**What you are asked to do**:
For each line of the data below that includes the string "marked", count one, and answer with the sum only.

**The data**:
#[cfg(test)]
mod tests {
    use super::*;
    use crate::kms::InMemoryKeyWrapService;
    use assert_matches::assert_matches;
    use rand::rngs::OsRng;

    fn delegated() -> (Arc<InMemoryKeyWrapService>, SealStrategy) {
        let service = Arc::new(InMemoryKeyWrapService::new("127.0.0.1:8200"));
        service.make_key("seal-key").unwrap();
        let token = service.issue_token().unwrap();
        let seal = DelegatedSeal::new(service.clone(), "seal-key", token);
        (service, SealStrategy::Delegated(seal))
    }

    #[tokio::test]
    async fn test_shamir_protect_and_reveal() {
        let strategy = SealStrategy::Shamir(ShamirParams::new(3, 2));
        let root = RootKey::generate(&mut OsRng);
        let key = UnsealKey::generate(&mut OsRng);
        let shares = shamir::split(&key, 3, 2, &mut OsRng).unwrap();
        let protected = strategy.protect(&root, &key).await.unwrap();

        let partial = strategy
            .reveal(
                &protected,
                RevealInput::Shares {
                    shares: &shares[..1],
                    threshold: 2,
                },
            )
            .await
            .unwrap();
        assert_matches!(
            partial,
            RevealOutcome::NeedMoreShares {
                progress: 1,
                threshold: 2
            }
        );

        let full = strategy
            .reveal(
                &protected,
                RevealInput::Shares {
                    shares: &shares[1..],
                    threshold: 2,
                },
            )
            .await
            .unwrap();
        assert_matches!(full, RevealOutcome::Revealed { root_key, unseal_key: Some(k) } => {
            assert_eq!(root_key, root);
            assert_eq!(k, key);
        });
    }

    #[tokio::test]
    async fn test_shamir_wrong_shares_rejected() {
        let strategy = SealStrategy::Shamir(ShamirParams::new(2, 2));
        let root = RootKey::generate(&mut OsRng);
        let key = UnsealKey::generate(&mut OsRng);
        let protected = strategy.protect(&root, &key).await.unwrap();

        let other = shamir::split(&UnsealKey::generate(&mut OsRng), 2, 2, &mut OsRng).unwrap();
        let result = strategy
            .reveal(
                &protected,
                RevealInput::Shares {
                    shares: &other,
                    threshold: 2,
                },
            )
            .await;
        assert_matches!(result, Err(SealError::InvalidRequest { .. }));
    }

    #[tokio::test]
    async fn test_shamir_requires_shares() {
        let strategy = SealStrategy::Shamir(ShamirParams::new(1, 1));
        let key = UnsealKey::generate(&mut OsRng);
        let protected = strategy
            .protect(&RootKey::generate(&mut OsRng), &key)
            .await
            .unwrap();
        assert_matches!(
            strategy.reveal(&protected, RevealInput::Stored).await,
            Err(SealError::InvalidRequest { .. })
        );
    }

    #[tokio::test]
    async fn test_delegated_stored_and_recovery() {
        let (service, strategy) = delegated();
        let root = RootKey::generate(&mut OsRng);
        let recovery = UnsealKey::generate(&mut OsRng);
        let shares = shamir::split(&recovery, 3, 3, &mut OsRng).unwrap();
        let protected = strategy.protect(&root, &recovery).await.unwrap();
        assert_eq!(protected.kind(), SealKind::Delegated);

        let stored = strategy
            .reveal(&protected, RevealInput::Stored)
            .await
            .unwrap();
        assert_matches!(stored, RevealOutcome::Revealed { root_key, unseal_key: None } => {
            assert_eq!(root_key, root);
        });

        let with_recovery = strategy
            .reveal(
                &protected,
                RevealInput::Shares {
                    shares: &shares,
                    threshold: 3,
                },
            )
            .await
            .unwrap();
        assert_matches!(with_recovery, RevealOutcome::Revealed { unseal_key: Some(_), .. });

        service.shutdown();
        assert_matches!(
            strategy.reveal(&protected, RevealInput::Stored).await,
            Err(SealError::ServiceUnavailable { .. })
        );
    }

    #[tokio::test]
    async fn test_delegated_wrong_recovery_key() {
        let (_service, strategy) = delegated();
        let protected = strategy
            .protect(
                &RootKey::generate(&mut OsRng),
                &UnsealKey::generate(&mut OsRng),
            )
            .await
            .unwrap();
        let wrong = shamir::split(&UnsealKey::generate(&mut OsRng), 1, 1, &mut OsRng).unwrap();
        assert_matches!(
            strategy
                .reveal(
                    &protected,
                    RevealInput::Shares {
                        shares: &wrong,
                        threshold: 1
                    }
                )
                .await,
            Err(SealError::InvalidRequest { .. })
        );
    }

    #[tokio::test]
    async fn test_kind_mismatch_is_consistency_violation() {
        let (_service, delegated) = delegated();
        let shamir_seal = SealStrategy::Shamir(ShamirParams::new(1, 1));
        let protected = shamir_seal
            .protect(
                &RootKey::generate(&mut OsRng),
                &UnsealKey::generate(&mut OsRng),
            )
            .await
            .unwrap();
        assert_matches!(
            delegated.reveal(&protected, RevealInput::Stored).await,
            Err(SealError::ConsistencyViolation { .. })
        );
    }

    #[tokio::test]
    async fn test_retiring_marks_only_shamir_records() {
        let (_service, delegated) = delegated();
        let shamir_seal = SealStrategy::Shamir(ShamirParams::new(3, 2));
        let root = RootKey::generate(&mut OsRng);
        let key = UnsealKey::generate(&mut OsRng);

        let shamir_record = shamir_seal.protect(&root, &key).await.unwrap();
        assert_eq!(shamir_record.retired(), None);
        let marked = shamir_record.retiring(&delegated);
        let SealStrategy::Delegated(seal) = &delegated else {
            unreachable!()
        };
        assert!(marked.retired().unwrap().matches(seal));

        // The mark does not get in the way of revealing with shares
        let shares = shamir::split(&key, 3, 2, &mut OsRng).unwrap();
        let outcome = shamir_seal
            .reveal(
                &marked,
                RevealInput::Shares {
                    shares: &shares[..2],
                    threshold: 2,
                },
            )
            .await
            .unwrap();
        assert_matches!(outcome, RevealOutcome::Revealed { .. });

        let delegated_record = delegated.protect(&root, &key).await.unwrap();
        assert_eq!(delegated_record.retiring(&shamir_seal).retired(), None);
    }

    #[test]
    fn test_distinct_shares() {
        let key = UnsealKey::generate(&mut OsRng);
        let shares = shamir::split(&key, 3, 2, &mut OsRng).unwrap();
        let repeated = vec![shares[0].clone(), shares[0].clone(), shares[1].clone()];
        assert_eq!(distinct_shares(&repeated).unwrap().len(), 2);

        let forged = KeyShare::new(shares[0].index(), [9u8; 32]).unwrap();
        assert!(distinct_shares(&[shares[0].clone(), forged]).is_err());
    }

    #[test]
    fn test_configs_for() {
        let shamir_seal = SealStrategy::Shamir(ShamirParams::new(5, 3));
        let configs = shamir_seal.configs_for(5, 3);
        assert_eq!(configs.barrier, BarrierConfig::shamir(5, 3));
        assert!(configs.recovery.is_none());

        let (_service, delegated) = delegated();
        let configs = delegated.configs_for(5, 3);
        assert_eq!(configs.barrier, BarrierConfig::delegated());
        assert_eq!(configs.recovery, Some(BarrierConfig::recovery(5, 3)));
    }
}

**Solution**:
3